### Records supplied
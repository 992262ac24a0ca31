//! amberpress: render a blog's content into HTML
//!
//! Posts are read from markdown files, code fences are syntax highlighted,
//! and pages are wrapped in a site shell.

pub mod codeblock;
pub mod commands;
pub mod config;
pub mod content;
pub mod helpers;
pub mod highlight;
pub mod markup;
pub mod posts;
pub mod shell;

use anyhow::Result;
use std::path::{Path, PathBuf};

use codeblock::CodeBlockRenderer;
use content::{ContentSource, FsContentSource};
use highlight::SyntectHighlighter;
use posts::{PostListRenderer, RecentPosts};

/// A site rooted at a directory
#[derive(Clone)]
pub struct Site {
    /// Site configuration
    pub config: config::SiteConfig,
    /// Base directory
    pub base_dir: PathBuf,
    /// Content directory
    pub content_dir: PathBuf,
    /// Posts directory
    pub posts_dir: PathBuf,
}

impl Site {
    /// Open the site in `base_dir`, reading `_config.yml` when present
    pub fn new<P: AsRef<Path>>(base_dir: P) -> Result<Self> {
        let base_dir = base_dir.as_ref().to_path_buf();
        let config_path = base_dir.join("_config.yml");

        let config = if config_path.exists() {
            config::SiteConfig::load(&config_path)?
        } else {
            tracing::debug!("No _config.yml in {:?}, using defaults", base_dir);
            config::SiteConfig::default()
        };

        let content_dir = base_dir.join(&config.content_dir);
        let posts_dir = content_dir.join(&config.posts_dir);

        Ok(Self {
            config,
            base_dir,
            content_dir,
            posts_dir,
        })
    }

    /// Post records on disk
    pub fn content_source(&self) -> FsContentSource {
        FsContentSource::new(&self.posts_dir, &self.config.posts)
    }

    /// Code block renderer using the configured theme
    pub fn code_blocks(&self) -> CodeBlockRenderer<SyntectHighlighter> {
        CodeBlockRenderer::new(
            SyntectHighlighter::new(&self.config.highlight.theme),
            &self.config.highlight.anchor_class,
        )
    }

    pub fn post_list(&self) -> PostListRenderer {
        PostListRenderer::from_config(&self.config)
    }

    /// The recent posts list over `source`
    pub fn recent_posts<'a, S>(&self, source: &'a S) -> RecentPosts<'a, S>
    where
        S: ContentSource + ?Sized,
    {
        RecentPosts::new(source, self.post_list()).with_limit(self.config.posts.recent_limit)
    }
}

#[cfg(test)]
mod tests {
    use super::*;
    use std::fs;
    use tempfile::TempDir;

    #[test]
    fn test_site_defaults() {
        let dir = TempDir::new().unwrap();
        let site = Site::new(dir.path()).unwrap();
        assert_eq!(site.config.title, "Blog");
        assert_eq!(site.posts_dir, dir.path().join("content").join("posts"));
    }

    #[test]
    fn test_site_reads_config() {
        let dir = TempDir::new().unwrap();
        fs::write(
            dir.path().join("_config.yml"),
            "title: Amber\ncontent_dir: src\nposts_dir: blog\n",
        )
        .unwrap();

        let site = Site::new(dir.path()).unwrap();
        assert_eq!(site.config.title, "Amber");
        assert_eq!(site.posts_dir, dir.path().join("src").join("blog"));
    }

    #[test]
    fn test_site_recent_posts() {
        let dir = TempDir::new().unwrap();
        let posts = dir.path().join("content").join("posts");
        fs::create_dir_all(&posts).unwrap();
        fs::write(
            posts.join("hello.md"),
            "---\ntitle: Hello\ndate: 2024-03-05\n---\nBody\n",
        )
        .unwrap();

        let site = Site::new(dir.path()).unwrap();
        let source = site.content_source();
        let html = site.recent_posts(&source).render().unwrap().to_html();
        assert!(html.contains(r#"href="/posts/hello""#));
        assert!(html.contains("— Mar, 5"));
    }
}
...
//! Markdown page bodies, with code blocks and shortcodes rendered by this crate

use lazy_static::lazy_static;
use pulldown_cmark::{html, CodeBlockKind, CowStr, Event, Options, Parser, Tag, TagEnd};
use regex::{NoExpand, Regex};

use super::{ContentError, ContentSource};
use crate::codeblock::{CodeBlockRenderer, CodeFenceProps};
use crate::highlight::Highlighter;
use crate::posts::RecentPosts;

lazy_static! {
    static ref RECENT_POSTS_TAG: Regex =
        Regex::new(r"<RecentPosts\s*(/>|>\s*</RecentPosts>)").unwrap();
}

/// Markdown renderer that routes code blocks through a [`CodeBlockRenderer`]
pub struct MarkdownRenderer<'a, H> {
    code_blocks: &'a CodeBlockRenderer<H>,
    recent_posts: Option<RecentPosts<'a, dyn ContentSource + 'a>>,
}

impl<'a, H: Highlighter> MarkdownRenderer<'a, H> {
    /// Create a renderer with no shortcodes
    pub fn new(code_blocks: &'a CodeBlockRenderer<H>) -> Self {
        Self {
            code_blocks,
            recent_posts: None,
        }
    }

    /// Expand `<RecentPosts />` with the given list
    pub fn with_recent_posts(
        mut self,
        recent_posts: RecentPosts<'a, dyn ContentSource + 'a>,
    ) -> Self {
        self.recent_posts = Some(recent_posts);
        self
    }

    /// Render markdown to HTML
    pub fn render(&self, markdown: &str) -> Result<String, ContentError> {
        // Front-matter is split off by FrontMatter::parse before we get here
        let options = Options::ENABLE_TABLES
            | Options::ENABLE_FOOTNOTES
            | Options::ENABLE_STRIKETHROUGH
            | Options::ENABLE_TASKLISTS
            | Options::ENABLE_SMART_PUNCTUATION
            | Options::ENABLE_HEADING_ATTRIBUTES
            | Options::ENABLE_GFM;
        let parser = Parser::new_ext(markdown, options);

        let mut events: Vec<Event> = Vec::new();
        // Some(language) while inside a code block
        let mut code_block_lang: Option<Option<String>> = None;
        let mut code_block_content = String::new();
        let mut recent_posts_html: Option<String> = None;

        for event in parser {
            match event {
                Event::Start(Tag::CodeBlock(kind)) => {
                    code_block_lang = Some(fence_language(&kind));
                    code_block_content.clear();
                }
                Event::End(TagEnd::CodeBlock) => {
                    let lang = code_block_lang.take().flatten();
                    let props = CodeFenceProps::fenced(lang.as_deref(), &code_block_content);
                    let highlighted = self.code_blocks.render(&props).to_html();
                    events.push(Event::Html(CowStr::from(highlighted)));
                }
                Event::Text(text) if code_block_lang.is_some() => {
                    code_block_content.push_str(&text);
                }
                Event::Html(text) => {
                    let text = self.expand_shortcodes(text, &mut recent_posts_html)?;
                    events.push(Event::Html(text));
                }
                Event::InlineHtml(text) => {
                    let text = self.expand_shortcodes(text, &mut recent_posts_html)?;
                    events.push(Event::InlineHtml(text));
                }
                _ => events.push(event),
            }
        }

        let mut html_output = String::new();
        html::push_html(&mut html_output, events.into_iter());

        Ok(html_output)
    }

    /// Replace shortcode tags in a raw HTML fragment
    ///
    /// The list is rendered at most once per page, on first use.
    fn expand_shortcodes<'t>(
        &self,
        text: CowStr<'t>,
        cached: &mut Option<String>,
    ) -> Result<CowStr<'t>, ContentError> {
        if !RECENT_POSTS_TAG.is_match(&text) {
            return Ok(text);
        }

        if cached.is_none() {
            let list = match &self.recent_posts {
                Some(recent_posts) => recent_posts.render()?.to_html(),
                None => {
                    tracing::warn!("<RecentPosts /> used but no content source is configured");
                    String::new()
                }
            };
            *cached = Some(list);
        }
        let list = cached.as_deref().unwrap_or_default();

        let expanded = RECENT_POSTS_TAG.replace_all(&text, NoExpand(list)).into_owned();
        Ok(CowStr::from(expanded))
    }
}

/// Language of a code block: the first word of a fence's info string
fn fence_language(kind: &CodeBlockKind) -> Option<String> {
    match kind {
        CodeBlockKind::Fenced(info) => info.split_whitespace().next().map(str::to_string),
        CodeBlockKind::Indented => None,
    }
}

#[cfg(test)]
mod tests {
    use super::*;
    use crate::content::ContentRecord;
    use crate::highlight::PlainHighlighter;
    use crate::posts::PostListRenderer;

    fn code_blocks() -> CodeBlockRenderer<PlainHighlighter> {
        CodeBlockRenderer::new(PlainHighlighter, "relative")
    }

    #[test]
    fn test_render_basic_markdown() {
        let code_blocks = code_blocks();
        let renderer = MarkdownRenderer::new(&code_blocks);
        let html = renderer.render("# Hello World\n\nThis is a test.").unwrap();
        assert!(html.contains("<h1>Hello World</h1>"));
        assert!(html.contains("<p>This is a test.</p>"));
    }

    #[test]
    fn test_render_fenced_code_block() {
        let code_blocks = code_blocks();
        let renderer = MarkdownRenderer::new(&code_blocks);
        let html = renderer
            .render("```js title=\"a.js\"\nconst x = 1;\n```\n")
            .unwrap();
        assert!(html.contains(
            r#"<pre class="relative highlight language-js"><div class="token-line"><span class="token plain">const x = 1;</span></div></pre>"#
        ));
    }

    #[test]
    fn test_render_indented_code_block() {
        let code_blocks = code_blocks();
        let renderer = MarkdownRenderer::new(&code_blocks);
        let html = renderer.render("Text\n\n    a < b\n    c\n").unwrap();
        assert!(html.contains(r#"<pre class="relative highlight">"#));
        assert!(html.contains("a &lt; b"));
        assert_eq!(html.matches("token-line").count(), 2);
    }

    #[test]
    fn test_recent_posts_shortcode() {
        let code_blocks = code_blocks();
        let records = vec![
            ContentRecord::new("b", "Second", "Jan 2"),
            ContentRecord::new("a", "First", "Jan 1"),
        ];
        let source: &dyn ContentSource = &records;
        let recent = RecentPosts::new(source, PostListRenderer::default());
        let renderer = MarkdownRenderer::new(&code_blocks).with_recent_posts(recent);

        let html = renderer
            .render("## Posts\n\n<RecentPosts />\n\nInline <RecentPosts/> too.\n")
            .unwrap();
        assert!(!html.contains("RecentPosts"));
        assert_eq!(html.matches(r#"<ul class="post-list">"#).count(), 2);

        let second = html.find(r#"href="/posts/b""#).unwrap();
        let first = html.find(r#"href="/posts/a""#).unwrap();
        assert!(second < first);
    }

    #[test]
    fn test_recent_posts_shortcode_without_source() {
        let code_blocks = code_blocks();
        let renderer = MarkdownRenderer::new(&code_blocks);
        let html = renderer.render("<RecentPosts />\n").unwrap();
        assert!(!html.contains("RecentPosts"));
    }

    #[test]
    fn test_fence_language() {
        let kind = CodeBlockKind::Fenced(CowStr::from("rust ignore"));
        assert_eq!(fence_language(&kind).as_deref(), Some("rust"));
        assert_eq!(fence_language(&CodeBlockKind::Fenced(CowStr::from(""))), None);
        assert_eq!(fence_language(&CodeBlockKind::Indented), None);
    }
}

### Requirement
In the material above, locate the line containing "repository 992262ac24a0ca31" and the line containing "pub fn new<P: AsRef<Path>>(base_dir: P)". Transcribe exactly those two lines and every line between them, and nothing more.

### Result for this exercise
repository 992262ac24a0ca31
//! amberpress: render a blog's content into HTML
//!
//! Posts are read from markdown files, code fences are syntax highlighted,
//! and pages are wrapped in a site shell.

pub mod codeblock;
pub mod commands;
pub mod config;
pub mod content;
pub mod helpers;
pub mod highlight;
pub mod markup;
pub mod posts;
pub mod shell;

use anyhow::Result;
use std::path::{Path, PathBuf};

use codeblock::CodeBlockRenderer;
use content::{ContentSource, FsContentSource};
use highlight::SyntectHighlighter;
use posts::{PostListRenderer, RecentPosts};

/// A site rooted at a directory
#[derive(Clone)]
pub struct Site {
    /// Site configuration
    pub config: config::SiteConfig,
    /// Base directory
    pub base_dir: PathBuf,
    /// Content directory
    pub content_dir: PathBuf,
    /// Posts directory
    pub posts_dir: PathBuf,
}

impl Site {
    /// Open the site in `base_dir`, reading `_config.yml` when present
    pub fn new<P: AsRef<Path>>(base_dir: P) -> Result<Self> {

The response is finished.